Gamesa has enjoyed success in the U.S. market, but it has lagged behind the big three of GE, Vestas, and Siemens. Again looking at 2014 installation metrics, Gamesa had only 4% of U.S. market share compared to Siemens at 20.7%  (although it should be noted that Gamesa inked 518 MW of orders for the U.S. market in the second half of 2015 and continues to secure healthy sales). However, the company has sharply reduced its manufacturing and supply chain presence in the United States and now relies on exports of nacelles from Spain and outsources blades and towers.
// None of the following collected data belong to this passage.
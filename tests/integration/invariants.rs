use proptest::prelude::*;
use std::collections::HashSet;
use treefs::command::Command;
use treefs::config::{StoreConfig, TreeFsConfig};
use treefs::{FileSystem, FsError, NodeKind};

fn path_strategy() -> impl Strategy<Value = String> {
    prop::collection::vec(prop::sample::select(vec!["a", "b", "c"]), 1..4)
        .prop_map(|parts| format!("/{}", parts.join("/")))
}

fn command_strategy() -> impl Strategy<Value = Command> {
    prop_oneof![
        (path_strategy(), any::<bool>()).prop_map(|(path, dir)| Command::Create {
            path,
            kind: if dir {
                NodeKind::Directory
            } else {
                NodeKind::File
            },
        }),
        path_strategy().prop_map(|path| Command::Delete { path }),
        path_strategy().prop_map(|path| Command::Lookup { path }),
        (path_strategy(), path_strategy()).prop_map(|(src, dst)| Command::Move { src, dst }),
    ]
}

fn small_fs() -> FileSystem {
    FileSystem::new(&TreeFsConfig {
        store: StoreConfig {
            inode_table_size: 12,
            max_dir_entries: 3,
        },
        ..TreeFsConfig::default()
    })
}

fn apply(fs: &FileSystem, command: &Command) -> Result<(), FsError> {
    match command {
        Command::Create { path, kind } => fs.create(path, *kind).map(|_| ()),
        Command::Delete { path } => fs.delete(path),
        Command::Lookup { path } => fs.lookup(path).map(|_| ()),
        Command::Move { src, dst } => fs.move_node(src, dst),
        Command::Print { .. } => Ok(()),
    }
}

proptest! {
    #[test]
    fn every_allocated_node_has_one_parent(commands in prop::collection::vec(command_strategy(), 1..60)) {
        let fs = small_fs();
        for command in &commands {
            let _ = apply(&fs, command);

            let tree = fs.snapshot();
            let mut seen = HashSet::new();
            let mut stack = vec![&tree];
            while let Some(node) = stack.pop() {
                prop_assert!(seen.insert(node.id));
                if node.kind == NodeKind::File {
                    prop_assert!(node.children.is_empty());
                }
                stack.extend(node.children.iter());
            }
            prop_assert_eq!(seen.len(), fs.store().allocated_count());
        }
    }

    #[test]
    fn successful_operations_are_observable(commands in prop::collection::vec(command_strategy(), 1..60)) {
        let fs = small_fs();
        for command in &commands {
            let result = apply(&fs, command);
            match (command, result) {
                (Command::Create { path, .. }, Ok(())) => {
                    let first = fs.lookup(path);
                    prop_assert!(first.is_ok());
                    prop_assert_eq!(fs.lookup(path), first);
                }
                (Command::Delete { path }, Ok(())) => {
                    prop_assert_eq!(fs.lookup(path), Err(FsError::NotFound));
                }
                (Command::Move { src, dst }, Ok(())) => {
                    prop_assert!(fs.lookup(dst).is_ok());
                    prop_assert!(fs.lookup(src).is_err());
                }
                _ => {}
            }
        }
    }
}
There is not much supply chain overlap with Siemens in the United States, which has substantially more manufacturing presence in the country.

Offshore is probably the most fascinating and problematic area of overlap. Gamesa is in a 50/50 joint venture (JV) called Adwen with French company Areva. Adwen’s technology is based on Areva’s geared medium speed technology (formerly Multibrid). This is a proven and competitive drivetrain with 600 MW installed in 2015, and there is over 1 GW of orders booked for projects outside of France. It would be difficult to imagine the JV continuing as-is if Gamesa was acquired by Siemens, which is already the world leader in offshore wind. Adwen could continue solely as an Areva company, but this would be challenging, and a replacement partner could be a wise choice.